PEP308: Yet another syntax proposal
James J. Besemer
jb at cascade-sys.com
Tue Feb 11 01:21:15 EST 2003
Dennis Lee Bieber wrote:
>
> <satanic-counsel> "And" and "Or" are technically isolated to the
> evaluation of a condition, and not to the processing of alternatives
> (if any) selected by the result of the condition. In normal languages
"normal languages" ?
> which offer short-circuiting the result of the condition is strictly a
> Boolean; it is only because of the Python semantics which result in
> returning the actual object which was last evaluated rather than
> True/False which even made the work-around possible.

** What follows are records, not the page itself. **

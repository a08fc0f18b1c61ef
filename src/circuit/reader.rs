//! Circuit JSON reading.
//!
//! Each record is first deserialised into a permissive raw struct whose
//! geometry fields are all optional, then validated into the typed element.
//! Geometry required by the record's shape must be present; unknown record
//! types are skipped.

use serde::de::DeserializeOwned;
use serde::Deserialize;
use serde_json::Value;

use super::elements::{
    Board, CircuitElement, Cutout, CutoutShape, Hole, HoleShape, Layer, PlatedHole, Point, Port,
    RoutePoint, SmtPad, SmtPadShape, SourceNet, SourcePort, SourceTrace, Trace, Via,
};
use super::error::{CircuitError, CircuitResult};

/// Parses a JSON document into validated circuit elements.
pub(super) fn parse_elements(value: Value) -> CircuitResult<Vec<CircuitElement>> {
    let Value::Array(items) = value else {
        return Err(CircuitError::NotAnArray);
    };

    let mut elements = Vec::with_capacity(items.len());
    let mut skipped = 0usize;

    for (index, item) in items.into_iter().enumerate() {
        let Some(element_type) = item.get("type").and_then(Value::as_str).map(str::to_owned)
        else {
            tracing::debug!(index, "Skipping record without a type tag");
            skipped += 1;
            continue;
        };

        let ty = element_type.as_str();
        let element = match ty {
            "pcb_board" => CircuitElement::Board(decode::<RawBoard>(index, ty, item)?.into()),
            "pcb_smtpad" => {
                CircuitElement::SmtPad(decode::<RawSmtPad>(index, ty, item)?.try_into()?)
            }
            "pcb_plated_hole" => {
                CircuitElement::PlatedHole(decode::<RawPlatedHole>(index, ty, item)?.try_into()?)
            }
            "pcb_hole" => CircuitElement::Hole(decode::<RawHole>(index, ty, item)?.try_into()?),
            "pcb_cutout" => {
                CircuitElement::Cutout(decode::<RawCutout>(index, ty, item)?.try_into()?)
            }
            "pcb_via" => CircuitElement::Via(decode::<RawVia>(index, ty, item)?.try_into()?),
            "pcb_trace" => CircuitElement::Trace(decode::<RawTrace>(index, ty, item)?.try_into()?),
            "pcb_port" => CircuitElement::Port(decode::<RawPort>(index, ty, item)?.into()),
            "source_port" => {
                CircuitElement::SourcePort(decode::<RawSourcePort>(index, ty, item)?.into())
            }
            "source_trace" => {
                CircuitElement::SourceTrace(decode::<RawSourceTrace>(index, ty, item)?.into())
            }
            "source_net" => {
                CircuitElement::SourceNet(decode::<RawSourceNet>(index, ty, item)?.into())
            }
            _ => {
                tracing::trace!(index, element_type = %ty, "Skipping unhandled element type");
                skipped += 1;
                continue;
            }
        };
        tracing::trace!(
            index,
            element_type = element.type_name(),
            id = element.id(),
            "Parsed element"
        );
        elements.push(element);
    }

    tracing::debug!(count = elements.len(), skipped, "Parsed circuit elements");

    Ok(elements)
}

fn decode<T: DeserializeOwned>(index: usize, element_type: &str, value: Value) -> CircuitResult<T> {
    serde_json::from_value(value).map_err(|e| CircuitError::invalid_element(index, element_type, e))
}

fn require<T>(
    value: Option<T>,
    element_type: &str,
    element_id: &str,
    field: &'static str,
) -> CircuitResult<T> {
    value.ok_or_else(|| CircuitError::missing_field(element_type, element_id, field))
}

fn parse_layer(element_id: &str, name: &str) -> CircuitResult<Layer> {
    Layer::parse(name).ok_or_else(|| CircuitError::unknown_layer(element_id, name))
}

fn parse_layers(element_id: &str, names: &[String]) -> CircuitResult<Vec<Layer>> {
    names.iter().map(|name| parse_layer(element_id, name)).collect()
}

#[derive(Deserialize)]
struct RawBoard {
    pcb_board_id: String,
    width: Option<f64>,
    height: Option<f64>,
    outline: Option<Vec<Point>>,
}

impl From<RawBoard> for Board {
    fn from(raw: RawBoard) -> Self {
        Self {
            id: raw.pcb_board_id,
            width: raw.width,
            height: raw.height,
            outline: raw.outline,
        }
    }
}

#[derive(Deserialize)]
struct RawSmtPad {
    pcb_smtpad_id: String,
    shape: String,
    x: Option<f64>,
    y: Option<f64>,
    layer: String,
    width: Option<f64>,
    height: Option<f64>,
    radius: Option<f64>,
    pcb_port_id: Option<String>,
}

impl TryFrom<RawSmtPad> for SmtPad {
    type Error = CircuitError;

    fn try_from(raw: RawSmtPad) -> CircuitResult<Self> {
        const TYPE: &str = "pcb_smtpad";
        let id = raw.pcb_smtpad_id;
        let center = |id: &str| -> CircuitResult<Point> {
            Ok(Point::new(
                require(raw.x, TYPE, id, "x")?,
                require(raw.y, TYPE, id, "y")?,
            ))
        };
        let shape = match raw.shape.as_str() {
            "rect" => SmtPadShape::Rect {
                center: center(&id)?,
                width: require(raw.width, TYPE, &id, "width")?,
                height: require(raw.height, TYPE, &id, "height")?,
            },
            "circle" => SmtPadShape::Circle {
                center: center(&id)?,
                radius: require(raw.radius, TYPE, &id, "radius")?,
            },
            _ => SmtPadShape::Other(raw.shape),
        };
        let layer = parse_layer(&id, &raw.layer)?;

        Ok(Self {
            id,
            layer,
            shape,
            pcb_port_id: raw.pcb_port_id,
        })
    }
}

#[derive(Deserialize)]
struct RawPlatedHole {
    pcb_plated_hole_id: String,
    shape: String,
    x: f64,
    y: f64,
    #[serde(default)]
    layers: Vec<String>,
    outer_diameter: Option<f64>,
    pcb_port_id: Option<String>,
}

impl TryFrom<RawPlatedHole> for PlatedHole {
    type Error = CircuitError;

    fn try_from(raw: RawPlatedHole) -> CircuitResult<Self> {
        let id = raw.pcb_plated_hole_id;
        let shape = match raw.shape.as_str() {
            "circle" => HoleShape::Circle {
                diameter: require(raw.outer_diameter, "pcb_plated_hole", &id, "outer_diameter")?,
            },
            _ => HoleShape::Other(raw.shape),
        };
        let layers = parse_layers(&id, &raw.layers)?;

        Ok(Self {
            id,
            x: raw.x,
            y: raw.y,
            layers,
            shape,
            pcb_port_id: raw.pcb_port_id,
        })
    }
}

#[derive(Deserialize)]
struct RawHole {
    pcb_hole_id: String,
    hole_shape: String,
    x: f64,
    y: f64,
    hole_diameter: Option<f64>,
}

impl TryFrom<RawHole> for Hole {
    type Error = CircuitError;

    fn try_from(raw: RawHole) -> CircuitResult<Self> {
        let id = raw.pcb_hole_id;
        let shape = match raw.hole_shape.as_str() {
            "circle" => HoleShape::Circle {
                diameter: require(raw.hole_diameter, "pcb_hole", &id, "hole_diameter")?,
            },
            _ => HoleShape::Other(raw.hole_shape),
        };

        Ok(Self {
            id,
            x: raw.x,
            y: raw.y,
            shape,
        })
    }
}

#[derive(Deserialize)]
struct RawCutout {
    pcb_cutout_id: String,
    shape: String,
    center: Option<Point>,
    width: Option<f64>,
    height: Option<f64>,
    radius: Option<f64>,
    points: Option<Vec<Point>>,
}

impl TryFrom<RawCutout> for Cutout {
    type Error = CircuitError;

    fn try_from(raw: RawCutout) -> CircuitResult<Self> {
        const TYPE: &str = "pcb_cutout";
        let id = raw.pcb_cutout_id;
        let shape = match raw.shape.as_str() {
            "rect" => CutoutShape::Rect {
                center: require(raw.center, TYPE, &id, "center")?,
                width: require(raw.width, TYPE, &id, "width")?,
                height: require(raw.height, TYPE, &id, "height")?,
            },
            "circle" => CutoutShape::Circle {
                center: require(raw.center, TYPE, &id, "center")?,
                radius: require(raw.radius, TYPE, &id, "radius")?,
            },
            "polygon" => CutoutShape::Polygon {
                points: require(raw.points, TYPE, &id, "points")?,
            },
            _ => CutoutShape::Other(raw.shape),
        };

        Ok(Self { id, shape })
    }
}

#[derive(Deserialize)]
struct RawVia {
    pcb_via_id: String,
    x: f64,
    y: f64,
    #[serde(default)]
    layers: Vec<String>,
    outer_diameter: Option<f64>,
    pcb_trace_id: Option<String>,
}

impl TryFrom<RawVia> for Via {
    type Error = CircuitError;

    fn try_from(raw: RawVia) -> CircuitResult<Self> {
        let id = raw.pcb_via_id;
        let outer_diameter = require(raw.outer_diameter, "pcb_via", &id, "outer_diameter")?;
        let layers = parse_layers(&id, &raw.layers)?;

        Ok(Self {
            id,
            x: raw.x,
            y: raw.y,
            layers,
            outer_diameter,
            pcb_trace_id: raw.pcb_trace_id,
        })
    }
}

#[derive(Deserialize)]
struct RawRoutePoint {
    route_type: String,
    x: Option<f64>,
    y: Option<f64>,
    width: Option<f64>,
    layer: Option<String>,
    start_pcb_port_id: Option<String>,
    end_pcb_port_id: Option<String>,
}

#[derive(Deserialize)]
struct RawTrace {
    pcb_trace_id: String,
    #[serde(default)]
    route: Vec<RawRoutePoint>,
    source_trace_id: Option<String>,
}

impl TryFrom<RawTrace> for Trace {
    type Error = CircuitError;

    fn try_from(raw: RawTrace) -> CircuitResult<Self> {
        const TYPE: &str = "pcb_trace";
        let id = raw.pcb_trace_id;
        let route = raw
            .route
            .into_iter()
            .map(|point| {
                if point.route_type != "wire" {
                    return Ok(RoutePoint::Other {
                        route_type: point.route_type,
                    });
                }
                let layer = require(point.layer, TYPE, &id, "route.layer")?;
                Ok(RoutePoint::Wire {
                    x: require(point.x, TYPE, &id, "route.x")?,
                    y: require(point.y, TYPE, &id, "route.y")?,
                    width: require(point.width, TYPE, &id, "route.width")?,
                    layer: parse_layer(&id, &layer)?,
                    start_pcb_port_id: point.start_pcb_port_id,
                    end_pcb_port_id: point.end_pcb_port_id,
                })
            })
            .collect::<CircuitResult<Vec<_>>>()?;

        Ok(Self {
            id,
            route,
            source_trace_id: raw.source_trace_id,
        })
    }
}

#[derive(Deserialize)]
struct RawPort {
    pcb_port_id: String,
    source_port_id: Option<String>,
}

impl From<RawPort> for Port {
    fn from(raw: RawPort) -> Self {
        Self {
            id: raw.pcb_port_id,
            source_port_id: raw.source_port_id,
        }
    }
}

#[derive(Deserialize)]
struct RawSourcePort {
    source_port_id: String,
}

impl From<RawSourcePort> for SourcePort {
    fn from(raw: RawSourcePort) -> Self {
        Self {
            id: raw.source_port_id,
        }
    }
}

#[derive(Deserialize)]
struct RawSourceTrace {
    source_trace_id: String,
    #[serde(default)]
    connected_source_port_ids: Vec<String>,
    #[serde(default)]
    connected_source_net_ids: Vec<String>,
}

impl From<RawSourceTrace> for SourceTrace {
    fn from(raw: RawSourceTrace) -> Self {
        Self {
            id: raw.source_trace_id,
            connected_source_port_ids: raw.connected_source_port_ids,
            connected_source_net_ids: raw.connected_source_net_ids,
        }
    }
}

#[derive(Deserialize)]
struct RawSourceNet {
    source_net_id: String,
    name: String,
    subcircuit_connectivity_map_key: Option<String>,
}

impl From<RawSourceNet> for SourceNet {
    fn from(raw: RawSourceNet) -> Self {
        Self {
            id: raw.source_net_id,
            name: raw.name,
            subcircuit_connectivity_map_key: raw.subcircuit_connectivity_map_key,
        }
    }
}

C/C++ and some others return boolean.
LISP long ago defined AND and OR in a Python-like fashion where the argument
was returned instead of a boolean value. LISP also defined a COND operator
which was much like the present if/elif/else expression proposal kicking around.
> Therefore there is
> no valid precedent for using late-binding/lazy-evaluation of the
> branches selected by a condition.
If I understand what you're saying, LISP established such a precedent, like,
30 years ago.
If you meant to say there is no precedence for evaluating both terms of a
conditional expression operator, I think that MIGHT be closer to the truth.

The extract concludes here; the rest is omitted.